Дед, если судить по грубой вывеске, звавшийся Палычем, задумчиво ковырялся в агрегате, отдаленно напоминавшем разобранный до последнего винтика АГС. Хотя с таким же успехом он мог оказаться невесть откуда взявшимся в Чишмах отбойным молотком. И тому и другому делать здесь было категорически нечего, и Азамат даже немного удивился. Хотя дальше удивляться предстояло больше.

Пусть старый пень и не выглядел как любой его коллега из Уфы, Стерлитамака или Челнов наикрутейшим спецом в собственном деле, упакованным с головы до ног в лучший камуфляж и амуницию, лавка его оказалась чистым сокровищем. Сам хозяин, в своих вытертых до белизны брюках и застиранной рубахе защитного цвета, смотрелся неряхой. Рукава, закатанные до локтей морщинистых рук, блестели пятнами масла, очки либо замотаны липкой лентой, либо спаяны вместе из двух разных половинок. Борода нечёсана, прокуренные усы не стрижены и полностью закрывали верхнюю губу.

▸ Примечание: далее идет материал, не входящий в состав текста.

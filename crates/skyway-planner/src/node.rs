//! Search-graph vertices and the shared cost metric.

use skyway_geometry::Point3;

/// Weight applied to altitude differences before squaring.
///
/// Used identically by the step cost and the heuristic, which keeps the
/// heuristic consistent on the grid.
pub const ALTITUDE_WEIGHT: f64 = 0.5;

/// Euclidean distance with the altitude delta scaled by [`ALTITUDE_WEIGHT`].
pub fn weighted_distance(a: &Point3, b: &Point3) -> f64 {
    let dx = b.x - a.x;
    let dy = b.y - a.y;
    let dz = (b.z - a.z) * ALTITUDE_WEIGHT;
    (dx * dx + dy * dy + dz * dz).sqrt()
}

/// Quantized identity of a grid vertex: each coordinate rounded to the
/// nearest integer.  Nodes closer than that collapse into one vertex.
#[derive(Debug, Clone, Copy, PartialEq, Eq, PartialOrd, Ord, Hash)]
pub struct GridKey {
    pub x: i64,
    pub y: i64,
    pub altitude: i64,
}

impl GridKey {
    pub fn quantize(x: f64, y: f64, altitude: f64) -> Self {
        Self {
            x: x.round() as i64,
            y: y.round() as i64,
            altitude: altitude.round() as i64,
        }
    }
}

/// One vertex of an A* search.
///
/// `parent` indexes the node arena of the search that created it; nodes are
/// never shared between searches.
#[derive(Debug, Clone, Copy, PartialEq)]
pub struct GridNode {
    pub x: f64,
    pub y: f64,
    pub altitude: f64,
    /// Cost of the best known path from the start.
    pub g_cost: f64,
    /// Heuristic estimate of the remaining cost to the goal.
    pub h_cost: f64,
    pub parent: Option<usize>,
}

impl GridNode {
    pub fn new(position: Point3, g_cost: f64, h_cost: f64, parent: Option<usize>) -> Self {
        Self {
            x: position.x,
            y: position.y,
            altitude: position.z,
            g_cost,
            h_cost,
            parent,
        }
    }

    pub fn f_cost(&self) -> f64 {
        self.g_cost + self.h_cost
    }

    pub fn key(&self) -> GridKey {
        GridKey::quantize(self.x, self.y, self.altitude)
    }

    pub fn position(&self) -> Point3 {
        Point3::new(self.x, self.y, self.altitude)
    }
}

А вот большая комната и ее ассортимент…

Экипировка, редкие довоенные экземпляры, висели бок обок с новыми экземплярами сбруи для патронов, гранат и прочего убийственного инвентаря. Камуфлированный «Тарзан» и пара «Пионеров», армейский жилет для «химиков», кем-то и когда-то найденные среди останков военных баз и руин городов, соседствовали с блестевшей от масла кожей подсумков и карманов, сделанных уже сейчас. Практически вечные синтетические ремни с застежками и пряжками из пластмассы — против брезента с медными и латунными деталями. Новодел явно преобладал.

Оружие, вновь ставшее главным и лучшим союзником человечества после одного дня пылающего неба, стояло, лежало и висело в достатке. Пусть в основном и холодное. Отдельно от всего блестела хищными щучьми мордами и гравировкой по лезвиям пятерка настоящих златоустовских ножей, соседствовавшая с куда более скромными, но куда как удобными боевыми армейскими экземплярами. Остро и зло бликовали граненые стрелы, становившиеся все более популярными, и рядом же, широко расставив луки из полиамида, металла и даже рога, висели арбалеты. В отдельной высокой пирамиде стояли рогатины, дротики, топоры и граненые шестоперы. Азамат не удивился, понимая все больше возрастающую роль давно, казалось бы, забытых приспособлений. Острыми твердыми перьями куда проще пробить череп любому мутанту, чем старым, и далеко не надежным патроном «макарова». Это когда в лучшем случае, и для ближнего боя, есть ПМ. Нож, несомненно, штука хорошая. Но против дикой плотоядной свиньи, становящейся все более многочисленной, тяжеленная дурында на палке — куда лучше.